### WHAT YOU ARE ASKED TO DO
Every line below from the one containing "use keel_proto::v1::log_server::LogServer;" through the one containing "if let (Ok(cert), Ok(key))" must be transcribed exactly. Omit all lines outside that stretch.

(Stored data entries)
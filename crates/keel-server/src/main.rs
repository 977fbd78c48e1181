//! Keel server entry point.
//!
//! Configuration is environment-driven:
//!
//! - `KEEL_ADDR`: bind address (default: 0.0.0.0:8400)
//! - `KEEL_DATA_DIR`: log directory (default: ./data/log)
//! - `KEEL_MAX_STORE_BYTES` / `KEEL_MAX_INDEX_BYTES`: per-segment limits
//!   (0 or unset: engine defaults)
//! - `KEEL_ACL_POLICY`: path to the JSON ACL policy file; without it every
//!   request is permitted (development only)
//! - `KEEL_TLS_CERT` / `KEEL_TLS_KEY`: server certificate and key (PEM);
//!   both set enables TLS
//! - `KEEL_TLS_CLIENT_CA`: CA bundle for verifying client certificates;
//!   enables mutual TLS and fingerprint-based ACL subjects
//!
//! Logging is controlled via `RUST_LOG` (default level: info).

use std::sync::Arc;

use tonic::transport::Server;
use tracing::{info, warn};

use keel_proto::v1::log_server::LogServer;
use keel_server::{Acl, Authorizer, LogService, TlsSettings};
use keel_storage::{Log, LogConfig};

fn env_or(key: &str, default: &str) -> String {
    std::env::var(key).unwrap_or_else(|_| default.to_string())
}

#[tokio::main]
async fn main() -> Result<(), Box<dyn std::error::Error>> {
    tracing_subscriber::fmt()
        .with_env_filter(
            tracing_subscriber::EnvFilter::try_from_default_env()
                .unwrap_or_else(|_| tracing_subscriber::EnvFilter::new("info")),
        )
        .init();

    let bind_addr = env_or("KEEL_ADDR", "0.0.0.0:8400").parse()?;
    let data_dir = env_or("KEEL_DATA_DIR", "./data/log");
    let config = LogConfig {
        max_store_bytes: env_or("KEEL_MAX_STORE_BYTES", "0").parse()?,
        max_index_bytes: env_or("KEEL_MAX_INDEX_BYTES", "0").parse()?,
    };

    info!(dir = %data_dir, "opening log");
    let log = Arc::new(Log::open(&data_dir, config)?);

    let authorizer: Arc<dyn Authorizer> = match std::env::var("KEEL_ACL_POLICY") {
        Ok(path) => {
            info!(policy = %path, "loading acl policy");
            Arc::new(Acl::from_file(path)?)
        }
        Err(_) => {
            warn!("no KEEL_ACL_POLICY set, permitting all requests");
            Arc::new(Acl::allow_all())
        }
    };

    let service = LogService::new(Arc::clone(&log), authorizer);

    let mut builder = Server::builder();
    if let (Ok(cert), Ok(key)) = (std::env::var("KEEL_TLS_CERT"), std::env::var("KEEL_TLS_KEY")) {
        let mut settings = TlsSettings::new(cert, key);
        if let Ok(ca) = std::env::var("KEEL_TLS_CLIENT_CA") {
            info!("mutual TLS enabled");
            settings = settings.with_client_ca(ca);
        }
        builder = builder.tls_config(settings.load()?)?;
    } else {
        warn!("TLS not configured, serving plaintext");
    }

    info!(addr = %bind_addr, "starting server");
    builder
        .add_service(LogServer::new(service))
        .serve_with_shutdown(bind_addr, async {
            let _ = tokio::signal::ctrl_c().await;
            info!("shutting down");
        })
        .await?;

    log.close()?;
    Ok(())
}
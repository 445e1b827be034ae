//! Repository layer abstractions and persistence implementations.
//!
//! # Responsibility
//! - Define use-case oriented data access contracts.
//! - Isolate SQLite query details from service orchestration.
//!
//! # Invariants
//! - Repository writes validate typed fields before persistence.
//! - Lookups distinguish found (`Some`), not-found (`None`) and failed (`Err`).

pub mod animal_repo;
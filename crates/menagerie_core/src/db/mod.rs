//! SQLite storage bootstrap, schema migrations and connection supervision.
//!
//! # Responsibility
//! - Open and configure SQLite connections for menagerie core.
//! - Apply schema migrations in deterministic order.
//! - Own the single long-lived connection through [`Gateway`].
//!
//! # Invariants
//! - Migration version is tracked via `PRAGMA user_version`.
//! - Core code must not read/write application data before migrations succeed.

use std::error::Error;
use std::fmt::{Display, Formatter};

mod gateway;
pub mod migrations;
mod open;

pub use gateway::{ConnectOptions, ConnectionStatus, DbLocation, Gateway};
pub use open::{open_db, open_db_in_memory, open_db_with_options};

pub type DbResult<T> = Result<T, DbError>;

#[derive(Debug)]
pub enum DbError {
    Sqlite(rusqlite::Error),
    UnsupportedSchemaVersion {
        db_version: u32,
        latest_supported: u32,
    },
    /// Connection string could not be mapped to a SQLite location.
    InvalidUrl(String),
    /// Gateway has no open connection.
    Unavailable(String),
}

impl Display for DbError {
    fn fmt(&self, f: &mut Formatter<'_>) -> std::fmt::Result {
        match self {
            Self::Sqlite(err) => write!(f, "{err}"),
            Self::UnsupportedSchemaVersion {
                db_version,
                latest_supported,
            } => write!(
                f,
                "database schema version {db_version} is newer than supported {latest_supported}"
            ),
            Self::InvalidUrl(url) => write!(f, "unsupported database url `{url}`"),
            Self::Unavailable(reason) => write!(f, "database unavailable: {reason}"),
        }
    }
}

impl Error for DbError {
    fn source(&self) -> Option<&(dyn Error + 'static)> {
        match self {
            Self::Sqlite(err) => Some(err),
            Self::UnsupportedSchemaVersion { .. } | Self::InvalidUrl(_) | Self::Unavailable(_) => {
                None
            }
        }
    }
}

impl From<rusqlite::Error> for DbError {
    fn from(value: rusqlite::Error) -> Self {
        Self::Sqlite(value)
    }
}
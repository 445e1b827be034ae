//! Shared request state.

use std::sync::Arc;

use menagerie_core::{AnimalService, Gateway, RepoResult, SqliteAnimalRepository};

use crate::error::Result;

/// Handle passed to every route handler.
#[derive(Clone)]
pub struct AppState {
    gateway: Arc<Gateway>,
}

impl AppState {
    pub fn new(gateway: Arc<Gateway>) -> Self {
        Self { gateway }
    }

    /// Runs one service operation on the blocking pool.
    ///
    /// The calling handler suspends until the store replies; the operation
    /// holds the connection for its whole duration.
    pub async fn run<T, F>(&self, op: F) -> Result<T>
    where
        T: Send + 'static,
        F: for<'c> FnOnce(&AnimalService<SqliteAnimalRepository<'c>>) -> RepoResult<T>
            + Send
            + 'static,
    {
        let gateway = Arc::clone(&self.gateway);
        let outcome = tokio::task::spawn_blocking(move || {
            gateway.with_connection(|conn| {
                let service = AnimalService::new(SqliteAnimalRepository::new(conn));
                op(&service)
            })
        })
        .await?;
        Ok(outcome?)
    }
}
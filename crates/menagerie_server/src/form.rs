//! URL-encoded form payloads and their coercion into typed fields.
//!
//! HTML forms submit every value as text. Text fields are stored as given;
//! `extinct` and `lifeExpectancy` are coerced explicitly and rejected when
//! they cannot be read as a boolean or a finite number. An empty `extinct`
//! or `lifeExpectancy` counts as absent.

use menagerie_core::AnimalFields;
use serde::Deserialize;
use thiserror::Error;

/// Coercion failures for submitted form values.
#[derive(Error, Debug, Clone, PartialEq, Eq)]
pub enum FormError {
    #[error("`{field}` must be a boolean, got `{value}`")]
    InvalidFlag { field: &'static str, value: String },

    #[error("`{field}` must be a finite number, got `{value}`")]
    InvalidNumber { field: &'static str, value: String },
}

/// Raw animal form as posted by the create and edit views.
#[derive(Debug, Clone, Default, Deserialize)]
pub struct AnimalForm {
    pub species: Option<String>,
    pub extinct: Option<String>,
    pub location: Option<String>,
    #[serde(rename = "lifeExpectancy", alias = "life_expectancy")]
    pub life_expectancy: Option<String>,
}

impl AnimalForm {
    /// Converts the raw form into typed fields.
    pub fn into_fields(self) -> Result<AnimalFields, FormError> {
        Ok(AnimalFields {
            species: self.species,
            extinct: parse_flag("extinct", self.extinct.as_deref())?,
            location: self.location,
            life_expectancy: parse_number("lifeExpectancy", self.life_expectancy.as_deref())?,
        })
    }
}

fn parse_flag(field: &'static str, raw: Option<&str>) -> Result<Option<bool>, FormError> {
    let Some(value) = raw.map(str::trim).filter(|value| !value.is_empty()) else {
        return Ok(None);
    };

    match value.to_ascii_lowercase().as_str() {
        "true" | "on" | "yes" | "1" => Ok(Some(true)),
        "false" | "off" | "no" | "0" => Ok(Some(false)),
        _ => Err(FormError::InvalidFlag {
            field,
            value: value.to_string(),
        }),
    }
}

fn parse_number(field: &'static str, raw: Option<&str>) -> Result<Option<f64>, FormError> {
    let Some(value) = raw.map(str::trim).filter(|value| !value.is_empty()) else {
        return Ok(None);
    };

    match value.parse::<f64>() {
        Ok(number) if number.is_finite() => Ok(Some(number)),
        _ => Err(FormError::InvalidNumber {
            field,
            value: value.to_string(),
        }),
    }
}
//! Fixed starter dataset.

use super::animal::AnimalFields;

/// Number of records in the starter dataset.
pub const STARTER_ANIMAL_COUNT: usize = 4;

/// Returns the starter records in creation order.
pub fn starter_animals() -> Vec<AnimalFields> {
    vec![
        AnimalFields::new("Black Rhino", false, "Africa", 40.0),
        AnimalFields::new("Steller's Sea Cow", true, "Bering Sea", 30.0),
        AnimalFields::new("Arctic Wolf", false, "Arctic", 7.0),
        AnimalFields::new("Baiji White Dolphin", true, "Yangtze River", 24.0),
    ]
}
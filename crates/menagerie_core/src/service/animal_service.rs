//! Animal use-case service.
//!
//! # Responsibility
//! - Provide stable CRUD entry points for route handlers.
//! - Reset the collection to the starter dataset.
//!
//! # Invariants
//! - Service APIs never bypass repository validation/persistence contracts.
//! - Service layer remains storage-agnostic.

use crate::model::animal::{Animal, AnimalFields, AnimalId};
use crate::model::seed::starter_animals;
use crate::repo::animal_repo::{AnimalRepository, RepoResult};
use log::{info, warn};

/// Use-case service wrapper for animal CRUD operations.
pub struct AnimalService<R: AnimalRepository> {
    repo: R,
}

impl<R: AnimalRepository> AnimalService<R> {
    /// Creates a service using the provided repository implementation.
    pub fn new(repo: R) -> Self {
        Self { repo }
    }

    /// Lists every animal in creation order.
    pub fn list_animals(&self) -> RepoResult<Vec<Animal>> {
        self.repo.find_all()
    }

    pub fn get_animal(&self, id: AnimalId) -> RepoResult<Option<Animal>> {
        self.repo.find_by_id(id)
    }

    /// Creates one animal from submitted fields.
    pub fn create_animal(&self, fields: &AnimalFields) -> RepoResult<Animal> {
        let animal = self.repo.create(fields)?;
        info!(
            "event=animal_create module=service status=ok animal_id={}",
            animal.id
        );
        Ok(animal)
    }

    /// Overwrites the present fields of an existing animal.
    ///
    /// Returns `Ok(None)` when the animal does not exist.
    pub fn update_animal(
        &self,
        id: AnimalId,
        fields: &AnimalFields,
    ) -> RepoResult<Option<Animal>> {
        let updated = self.repo.update_by_id(id, fields)?;
        match &updated {
            Some(_) => info!("event=animal_update module=service status=ok animal_id={id}"),
            None => warn!("event=animal_update module=service status=not_found animal_id={id}"),
        }
        Ok(updated)
    }

    /// Deletes an animal and returns its prior value.
    pub fn delete_animal(&self, id: AnimalId) -> RepoResult<Option<Animal>> {
        let deleted = self.repo.delete_by_id(id)?;
        match &deleted {
            Some(_) => info!("event=animal_delete module=service status=ok animal_id={id}"),
            None => warn!("event=animal_delete module=service status=not_found animal_id={id}"),
        }
        Ok(deleted)
    }

    /// Wipes the collection and recreates the starter dataset.
    ///
    /// # Contract
    /// - Running this twice leaves exactly the starter records.
    /// - Returns created records in starter order.
    /// - A failed reseed keeps the previous collection.
    pub fn reseed(&self) -> RepoResult<Vec<Animal>> {
        let (removed, created) = self.repo.replace_all(&starter_animals())?;
        info!(
            "event=animal_seed module=service status=ok removed={} created={}",
            removed,
            created.len()
        );
        Ok(created)
    }
}
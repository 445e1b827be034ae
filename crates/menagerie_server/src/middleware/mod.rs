//! Request pre-processing applied ahead of routing.

pub mod method_override;
pub mod request_log;

pub use method_override::{MethodOverride, MethodOverrideLayer};
pub use request_log::log_request;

### RESULT OF THIS TASK
use keel_proto::v1::log_server::LogServer;
use keel_server::{Acl, Authorizer, LogService, TlsSettings};
use keel_storage::{Log, LogConfig};

fn env_or(key: &str, default: &str) -> String {
    std::env::var(key).unwrap_or_else(|_| default.to_string())
}

#[tokio::main]
async fn main() -> Result<(), Box<dyn std::error::Error>> {
    tracing_subscriber::fmt()
        .with_env_filter(
            tracing_subscriber::EnvFilter::try_from_default_env()
                .unwrap_or_else(|_| tracing_subscriber::EnvFilter::new("info")),
        )
        .init();

    let bind_addr = env_or("KEEL_ADDR", "0.0.0.0:8400").parse()?;
    let data_dir = env_or("KEEL_DATA_DIR", "./data/log");
    let config = LogConfig {
        max_store_bytes: env_or("KEEL_MAX_STORE_BYTES", "0").parse()?,
        max_index_bytes: env_or("KEEL_MAX_INDEX_BYTES", "0").parse()?,
    };

    info!(dir = %data_dir, "opening log");
    let log = Arc::new(Log::open(&data_dir, config)?);

    let authorizer: Arc<dyn Authorizer> = match std::env::var("KEEL_ACL_POLICY") {
        Ok(path) => {
            info!(policy = %path, "loading acl policy");
            Arc::new(Acl::from_file(path)?)
        }
        Err(_) => {
            warn!("no KEEL_ACL_POLICY set, permitting all requests");
            Arc::new(Acl::allow_all())
        }
    };

    let service = LogService::new(Arc::clone(&log), authorizer);

    let mut builder = Server::builder();
    if let (Ok(cert), Ok(key)) = (std::env::var("KEEL_TLS_CERT"), std::env::var("KEEL_TLS_KEY")) {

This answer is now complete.